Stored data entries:

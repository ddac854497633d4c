//! Trace storage facade.
//!
//! Producers feed resources and frame snapshots in trace order; viewers
//! query them by id and name, and subscribe to renderers as they are built.
//! Mutation needs `&mut self`: there is exactly one writer.

use crate::history::{FrameHistory, FrameSnapshotRecord, SnapshotHistory};
use crate::renderer::Renderer;
use crate::resource::{ResourceIndex, ResourceRecord};
use crate::subscription::{SnapshotSubscription, SubscriptionId, Subscriptions};
use bytes::Bytes;
use serde::{Deserialize, Serialize};
use std::io;
use std::sync::Arc;
use tracescope_core::ContentHash;
use tracescope_storage::{BlobStore, MemoryBlobStore};

/// Index statistics
#[derive(Debug, Clone, Copy, Default, PartialEq, Eq, Serialize, Deserialize)]
pub struct StorageStats {
    /// Resource records, counting repeated ids
    pub resources: usize,
    /// Distinct resource URLs
    pub urls: usize,
    /// Frames with at least one snapshot
    pub frames: usize,
    /// Frame snapshots across all frames
    pub snapshots: usize,
}

/// Index over one recorded trace
pub struct TraceStorage {
    blobs: Arc<dyn BlobStore>,
    resources: ResourceIndex,
    history: SnapshotHistory,
    subscriptions: Subscriptions,
}

impl TraceStorage {
    /// Create an empty index reading content from `blobs`
    #[must_use]
    pub fn new(blobs: Arc<dyn BlobStore>) -> Self {
        Self {
            blobs,
            resources: ResourceIndex::new(),
            history: SnapshotHistory::new(),
            subscriptions: Subscriptions::new(),
        }
    }

    /// Create an empty index over a fresh in-memory blob store
    #[must_use]
    pub fn in_memory() -> Self {
        Self::new(Arc::new(MemoryBlobStore::new()))
    }

    /// Index a captured resource
    pub fn add_resource(&mut self, record: ResourceRecord) {
        self.resources.add(record);
    }

    /// Index a frame snapshot and notify subscribers.
    ///
    /// The returned renderer sees every resource added before this call.
    pub fn add_frame_snapshot(&mut self, record: FrameSnapshotRecord) -> Arc<Renderer> {
        let view = self.resources.freeze();
        let renderer = self.history.append(record, view);
        self.subscriptions.publish(&renderer);
        renderer
    }

    /// Reset to the empty state; subscriptions stay registered
    pub fn clear(&mut self) {
        self.resources.clear();
        self.history.clear();
        tracing::debug!("trace storage cleared");
    }

    /// Copy of all resources in insertion order
    #[must_use]
    pub fn resources(&self) -> Vec<ResourceRecord> {
        self.resources.records().to_vec()
    }

    /// Look up a resource by id
    #[must_use]
    pub fn resource_by_id(&self, resource_id: &str) -> Option<&ResourceRecord> {
        self.resources.get(resource_id)
    }

    /// Fetch resource bytes from the blob store
    ///
    /// # Errors
    ///
    /// Returns the blob store's I/O error, e.g. `NotFound` for a missing blob
    pub fn resource_content(&self, hash: &ContentHash) -> io::Result<Bytes> {
        self.blobs.read(hash)
    }

    /// First snapshot named `name` for a page or frame
    #[must_use]
    pub fn snapshot_by_name(&self, page_or_frame_id: &str, name: &str) -> Option<Arc<Renderer>> {
        self.history
            .snapshot_by_name(page_or_frame_id, name)
            .map(Arc::clone)
    }

    /// Snapshot history of a page or frame
    #[must_use]
    pub fn frame_history(&self, page_or_frame_id: &str) -> Option<&FrameHistory> {
        self.history.resolve(page_or_frame_id)
    }

    /// Renderers of a page or frame in append order
    #[must_use]
    pub fn renderers(&self, page_or_frame_id: &str) -> Option<&[Arc<Renderer>]> {
        self.frame_history(page_or_frame_id)
            .map(FrameHistory::renderers)
    }

    /// Receive every renderer built from now on
    ///
    /// Delivery goes through an unbounded per-subscriber queue: renderers
    /// the subscriber has not read yet stay queued (and keep their resource
    /// views alive) until it reads them, unsubscribes, or drops the
    /// subscription.
    pub fn subscribe(&mut self) -> SnapshotSubscription {
        self.subscriptions.subscribe()
    }

    /// Stop delivering to a subscription
    pub fn unsubscribe(&mut self, id: SubscriptionId) -> bool {
        self.subscriptions.unsubscribe(id)
    }

    /// Number of live subscriptions
    #[must_use]
    pub fn subscription_count(&self) -> usize {
        self.subscriptions.len()
    }

    /// Current index statistics
    #[must_use]
    pub fn stats(&self) -> StorageStats {
        StorageStats {
            resources: self.resources.len(),
            urls: self.resources.url_count(),
            frames: self.history.frame_count(),
            snapshots: self.history.snapshot_count(),
        }
    }
}

impl Default for TraceStorage {
    fn default() -> Self {
        Self::in_memory()
    }
}

impl std::fmt::Debug for TraceStorage {
    fn fmt(&self, f: &mut std::fmt::Formatter<'_>) -> std::fmt::Result {
        f.debug_struct("TraceStorage")
            .field("stats", &self.stats())
            .field("subscriptions", &self.subscriptions.len())
            .finish_non_exhaustive()
    }
}
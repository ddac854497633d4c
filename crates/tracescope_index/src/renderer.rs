//! Snapshot renderer handle.
//!
//! A renderer is bound to one frame snapshot and to the resource view that
//! was current when the snapshot was indexed. DOM reconstruction happens
//! elsewhere; this type only guarantees the inputs it is given.

use crate::history::FrameSnapshotRecord;
use crate::resource::{ResourceReference, ResourceView};
use std::sync::Arc;
use tracescope_core::{FrameId, PageId};

/// Query-ready state of one frame at one snapshot
#[derive(Debug, Clone)]
pub struct Renderer {
    resources: Arc<ResourceView>,
    snapshots: Vec<Arc<FrameSnapshotRecord>>,
    index: usize,
}

impl Renderer {
    /// Bind a renderer to `snapshots[index]`.
    ///
    /// Records after `index` are dropped; a renderer never sees the future
    /// of its frame.
    pub(crate) fn new(
        resources: Arc<ResourceView>,
        mut snapshots: Vec<Arc<FrameSnapshotRecord>>,
        index: usize,
    ) -> Self {
        debug_assert!(index < snapshots.len());
        snapshots.truncate(index + 1);
        Self {
            resources,
            snapshots,
            index,
        }
    }

    /// Position of this snapshot within its frame history
    #[must_use]
    pub fn index(&self) -> usize {
        self.index
    }

    /// The snapshot this renderer is bound to
    #[must_use]
    pub fn snapshot(&self) -> &FrameSnapshotRecord {
        &self.snapshots[self.index]
    }

    /// Frame history up to and including this snapshot
    #[must_use]
    pub fn snapshots(&self) -> &[Arc<FrameSnapshotRecord>] {
        &self.snapshots
    }

    /// Snapshot name, if the recorder assigned one
    #[must_use]
    pub fn snapshot_name(&self) -> Option<&str> {
        self.snapshot().snapshot_name.as_deref()
    }

    /// Frame the snapshot belongs to
    #[must_use]
    pub fn frame_id(&self) -> &FrameId {
        &self.snapshot().frame_id
    }

    /// Page owning the frame
    #[must_use]
    pub fn page_id(&self) -> &PageId {
        &self.snapshot().page_id
    }

    /// Resource view frozen when this snapshot was indexed
    #[must_use]
    pub fn resources(&self) -> &Arc<ResourceView> {
        &self.resources
    }

    /// Resolve `url` to the fetch that was current for this frame
    #[must_use]
    pub fn resource_by_url(&self, url: &str) -> Option<&ResourceReference> {
        self.resources.resolve(url, self.frame_id().as_str())
    }
}

#[cfg(test)]
mod tests {
    use super::*;
    use crate::resource::{ResourceIndex, ResourceRecord};

    fn snap(name: &str) -> Arc<FrameSnapshotRecord> {
        Arc::new(FrameSnapshotRecord::new("f1", "p1", true, Some(name)))
    }

    #[test]
    fn test_renderer_binds_to_index() {
        let renderer = Renderer::new(
            Arc::new(ResourceView::default()),
            vec![snap("a"), snap("b"), snap("c")],
            1,
        );

        assert_eq!(renderer.index(), 1);
        assert_eq!(renderer.snapshot_name(), Some("b"));
        assert_eq!(renderer.snapshots().len(), 2);
        assert_eq!(renderer.frame_id().as_str(), "f1");
        assert_eq!(renderer.page_id().as_str(), "p1");
    }

    #[test]
    fn test_renderer_resource_by_url() {
        let mut index = ResourceIndex::new();
        index.add(ResourceRecord::new("r1", "f2", "http://x/a", "h1"));
        index.add(ResourceRecord::new("r2", "f1", "http://x/a", "h2"));
        index.add(ResourceRecord::new("r3", "f2", "http://x/a", "h3"));

        let renderer = Renderer::new(index.freeze(), vec![snap("s")], 0);
        let resolved = renderer.resource_by_url("http://x/a").unwrap();
        assert_eq!(resolved.resource_id.as_str(), "r2");
        assert!(renderer.resource_by_url("http://x/b").is_none());
    }
}
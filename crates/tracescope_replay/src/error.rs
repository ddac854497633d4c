//! Trace loading errors.

use std::io;
use std::path::PathBuf;

/// Error aborting a trace load
#[derive(Debug, thiserror::Error)]
pub enum LoadError {
    /// A trace log could not be read
    #[error("failed to read {}: {source}", path.display())]
    Io {
        /// Log file
        path: PathBuf,
        /// Underlying error
        #[source]
        source: io::Error,
    },

    /// A line is not a valid record
    #[error("{}:{line}: invalid record: {source}", path.display())]
    Parse {
        /// Log file
        path: PathBuf,
        /// 1-based line number
        line: usize,
        /// Decoder error
        #[source]
        source: serde_json::Error,
    },

    /// Blob directory could not be opened
    #[error(transparent)]
    Store(#[from] tracescope_storage::StoreError),
}

impl LoadError {
    /// Line number of a parse failure
    #[must_use]
    pub fn line(&self) -> Option<usize> {
        match self {
            Self::Parse { line, .. } => Some(*line),
            _ => None,
        }
    }
}

#[cfg(test)]
mod tests {
    use super::*;

    #[test]
    fn test_parse_error_display() {
        let source = serde_json::from_str::<u32>("{").unwrap_err();
        let err = LoadError::Parse {
            path: PathBuf::from("t-network.trace"),
            line: 3,
            source,
        };
        let s = err.to_string();
        assert!(s.starts_with("t-network.trace:3: invalid record"));
        assert_eq!(err.line(), Some(3));
    }

    #[test]
    fn test_io_error_display() {
        let err = LoadError::Io {
            path: PathBuf::from("missing-dom.trace"),
            source: io::Error::new(io::ErrorKind::NotFound, "gone"),
        };
        assert!(err.to_string().contains("missing-dom.trace"));
        assert_eq!(err.line(), None);
    }
}
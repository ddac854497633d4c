//! Resource index: captured network fetches and the per-URL reference
//! lists used to answer "which fetch of this URL was current".

use indexmap::IndexMap;
use serde::{Deserialize, Serialize};
use serde_json::{Map, Value};
use std::collections::HashMap;
use std::sync::Arc;
use tracescope_core::{ContentHash, FrameId, ResourceId};

/// One captured network fetch
#[derive(Debug, Clone, PartialEq, Serialize, Deserialize)]
#[serde(rename_all = "camelCase")]
pub struct ResourceRecord {
    /// Resource ID, unique within a trace
    pub resource_id: ResourceId,
    /// Frame that issued the request
    pub frame_id: FrameId,
    /// Request URL
    pub url: String,
    /// Hash naming the response body in the blob store
    pub content_hash: ContentHash,
    /// Remaining recorder fields (headers, timing, content type)
    #[serde(flatten)]
    pub extra: Map<String, Value>,
}

impl ResourceRecord {
    /// Create a record with no extra fields
    #[must_use]
    pub fn new(
        resource_id: impl Into<ResourceId>,
        frame_id: impl Into<FrameId>,
        url: impl Into<String>,
        content_hash: impl Into<ContentHash>,
    ) -> Self {
        Self {
            resource_id: resource_id.into(),
            frame_id: frame_id.into(),
            url: url.into(),
            content_hash: content_hash.into(),
            extra: Map::new(),
        }
    }

    /// The reference this record contributes to its URL's list
    #[must_use]
    pub fn reference(&self) -> ResourceReference {
        ResourceReference {
            frame_id: self.frame_id.clone(),
            resource_id: self.resource_id.clone(),
        }
    }
}

/// A fetch of some URL by some frame, in arrival order
#[derive(Debug, Clone, PartialEq, Eq, Hash, Serialize, Deserialize)]
#[serde(rename_all = "camelCase")]
pub struct ResourceReference {
    /// Frame that fetched the URL
    pub frame_id: FrameId,
    /// Resource holding the response
    pub resource_id: ResourceId,
}

/// Frozen URL to reference-list map, as of one point in the trace.
///
/// Views never change after creation: appends made to the index later are
/// invisible, both for new URLs and for URLs already present.
#[derive(Debug, Clone, Default, PartialEq)]
pub struct ResourceView {
    by_url: IndexMap<String, Arc<Vec<ResourceReference>>>,
}

impl ResourceView {
    /// References recorded for `url`, oldest first
    #[must_use]
    pub fn references(&self, url: &str) -> &[ResourceReference] {
        self.by_url.get(url).map(|refs| refs.as_slice()).unwrap_or(&[])
    }

    /// Resolve the fetch of `url` that was current for `frame_id`.
    ///
    /// Prefers the latest fetch by the same frame, then the latest fetch by
    /// any frame (a memory-cached response shared across frames).
    #[must_use]
    pub fn resolve(&self, url: &str, frame_id: &str) -> Option<&ResourceReference> {
        let refs = self.references(url);
        refs.iter()
            .rev()
            .find(|r| r.frame_id.as_str() == frame_id)
            .or_else(|| refs.last())
    }

    /// URLs in first-seen order
    pub fn urls(&self) -> impl Iterator<Item = &str> {
        self.by_url.keys().map(String::as_str)
    }

    /// Number of distinct URLs
    #[must_use]
    pub fn len(&self) -> usize {
        self.by_url.len()
    }

    /// Check if no URL was known
    #[must_use]
    pub fn is_empty(&self) -> bool {
        self.by_url.is_empty()
    }

    /// Check if any URL references `resource_id`
    #[must_use]
    pub fn contains_resource(&self, resource_id: &str) -> bool {
        self.by_url
            .values()
            .any(|refs| refs.iter().any(|r| r.resource_id.as_str() == resource_id))
    }
}

/// Append-only index of resources
#[derive(Debug, Default)]
pub struct ResourceIndex {
    records: Vec<ResourceRecord>,
    by_id: HashMap<ResourceId, usize>,
    by_url: IndexMap<String, Arc<Vec<ResourceReference>>>,
    // Reused by consecutive freezes with no resource added in between.
    frozen: Option<Arc<ResourceView>>,
}

impl ResourceIndex {
    /// Create an empty index
    #[must_use]
    pub fn new() -> Self {
        Self::default()
    }

    /// Append a resource.
    ///
    /// A repeated resource id keeps both records in order; lookups by id
    /// return the later one.
    pub fn add(&mut self, record: ResourceRecord) {
        let position = self.records.len();
        if self.by_id.insert(record.resource_id.clone(), position).is_some() {
            tracing::warn!(resource_id = %record.resource_id, "duplicate resource id, later record wins");
        }

        // Copies the list only if a frozen view still shares it.
        let refs = self.by_url.entry(record.url.clone()).or_default();
        Arc::make_mut(refs).push(record.reference());

        tracing::debug!(
            resource_id = %record.resource_id,
            frame_id = %record.frame_id,
            url = %record.url,
            "indexed resource"
        );
        self.records.push(record);
        self.frozen = None;
    }

    /// All records in insertion order
    #[must_use]
    pub fn records(&self) -> &[ResourceRecord] {
        &self.records
    }

    /// Look up a resource by id
    #[must_use]
    pub fn get(&self, resource_id: &str) -> Option<&ResourceRecord> {
        self.by_id.get(resource_id).map(|&i| &self.records[i])
    }

    /// Snapshot the URL reference map as it is right now
    pub fn freeze(&mut self) -> Arc<ResourceView> {
        if let Some(view) = &self.frozen {
            return Arc::clone(view);
        }
        let view = Arc::new(ResourceView {
            by_url: self.by_url.clone(),
        });
        self.frozen = Some(Arc::clone(&view));
        view
    }

    /// Number of records, counting repeated ids
    #[must_use]
    pub fn len(&self) -> usize {
        self.records.len()
    }

    /// Check if the index is empty
    #[must_use]
    pub fn is_empty(&self) -> bool {
        self.records.is_empty()
    }

    /// Number of distinct URLs
    #[must_use]
    pub fn url_count(&self) -> usize {
        self.by_url.len()
    }

    /// Remove everything
    pub fn clear(&mut self) {
        self.records.clear();
        self.by_id.clear();
        self.by_url.clear();
        self.frozen = None;
    }
}

#[cfg(test)]
mod tests {
    use super::*;
    use proptest::prelude::*;

    fn record(id: &str, frame: &str, url: &str) -> ResourceRecord {
        ResourceRecord::new(id, frame, url, format!("hash-{}", id))
    }

    #[test]
    fn test_add_and_lookup() {
        let mut index = ResourceIndex::new();
        index.add(record("r1", "f1", "http://x/a"));
        index.add(record("r2", "f1", "http://x/b"));

        assert_eq!(index.len(), 2);
        assert_eq!(index.get("r1").unwrap().url, "http://x/a");
        assert_eq!(index.get("r2").unwrap().content_hash.as_str(), "hash-r2");
        assert!(index.get("r3").is_none());
    }

    #[test]
    fn test_duplicate_id_later_wins() {
        let mut index = ResourceIndex::new();
        index.add(record("r1", "f1", "http://x/a"));
        index.add(record("r1", "f1", "http://x/b"));

        assert_eq!(index.len(), 2);
        assert_eq!(index.get("r1").unwrap().url, "http://x/b");
    }

    #[test]
    fn test_references_keep_arrival_order() {
        let mut index = ResourceIndex::new();
        index.add(record("r1", "f1", "http://x/a"));
        index.add(record("r2", "f2", "http://x/a"));
        index.add(record("r3", "f1", "http://x/a"));

        let view = index.freeze();
        let ids: Vec<_> = view
            .references("http://x/a")
            .iter()
            .map(|r| r.resource_id.as_str())
            .collect();
        assert_eq!(ids, vec!["r1", "r2", "r3"]);
    }

    #[test]
    fn test_frozen_view_does_not_grow() {
        let mut index = ResourceIndex::new();
        index.add(record("r1", "f1", "http://x/a"));
        let before = index.freeze();

        index.add(record("r2", "f1", "http://x/a"));
        index.add(record("r3", "f1", "http://x/new"));
        let after = index.freeze();

        assert_eq!(before.references("http://x/a").len(), 1);
        assert!(before.references("http://x/new").is_empty());
        assert_eq!(after.references("http://x/a").len(), 2);
        assert_eq!(after.len(), 2);
    }

    #[test]
    fn test_freeze_reuses_view_when_unchanged() {
        let mut index = ResourceIndex::new();
        index.add(record("r1", "f1", "http://x/a"));
        let v1 = index.freeze();
        let v2 = index.freeze();
        assert!(Arc::ptr_eq(&v1, &v2));

        index.add(record("r2", "f1", "http://x/b"));
        let v3 = index.freeze();
        assert!(!Arc::ptr_eq(&v1, &v3));
    }

    #[test]
    fn test_resolve_prefers_same_frame() {
        let mut index = ResourceIndex::new();
        index.add(record("r1", "f1", "http://x/a"));
        index.add(record("r2", "f2", "http://x/a"));
        let view = index.freeze();

        assert_eq!(view.resolve("http://x/a", "f1").unwrap().resource_id.as_str(), "r1");
        assert_eq!(view.resolve("http://x/a", "f2").unwrap().resource_id.as_str(), "r2");
        // Falls back to the latest fetch from any frame.
        assert_eq!(view.resolve("http://x/a", "f3").unwrap().resource_id.as_str(), "r2");
        assert!(view.resolve("http://x/missing", "f1").is_none());
    }

    #[test]
    fn test_clear() {
        let mut index = ResourceIndex::new();
        index.add(record("r1", "f1", "http://x/a"));
        let _ = index.freeze();
        index.clear();

        assert!(index.is_empty());
        assert_eq!(index.url_count(), 0);
        assert!(index.get("r1").is_none());
        assert!(index.freeze().is_empty());
    }

    #[test]
    fn test_record_extra_fields_roundtrip() {
        let line = r#"{"resourceId":"r1","frameId":"f1","url":"http://x/a","contentHash":"h1","contentType":"text/css"}"#;
        let record: ResourceRecord = serde_json::from_str(line).unwrap();
        assert_eq!(record.resource_id.as_str(), "r1");
        assert_eq!(record.extra.get("contentType").and_then(Value::as_str), Some("text/css"));

        let back = serde_json::to_value(&record).unwrap();
        assert_eq!(back["contentType"], "text/css");
        assert_eq!(back["contentHash"], "h1");
    }

    proptest! {
        #[test]
        fn prop_insertion_order_and_lookup(ids in proptest::collection::vec(0u8..8, 0..40)) {
            let mut index = ResourceIndex::new();
            let records: Vec<_> = ids
                .iter()
                .enumerate()
                .map(|(i, id)| record(&format!("r{}", id), "f1", &format!("http://x/{}", i)))
                .collect();
            for r in &records {
                index.add(r.clone());
            }

            prop_assert_eq!(index.records(), records.as_slice());
            for r in &records {
                let last = records.iter().rev().find(|o| o.resource_id == r.resource_id);
                prop_assert_eq!(index.get(r.resource_id.as_str()), last);
            }
            prop_assert!(index.get("never-added").is_none());
        }
    }
}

Work request
Whenever the string "filename" shows up in a line above, copy that line.

Result
filename crates/tracescope_index/src/renderer.rs
filename crates/tracescope_replay/src/error.rs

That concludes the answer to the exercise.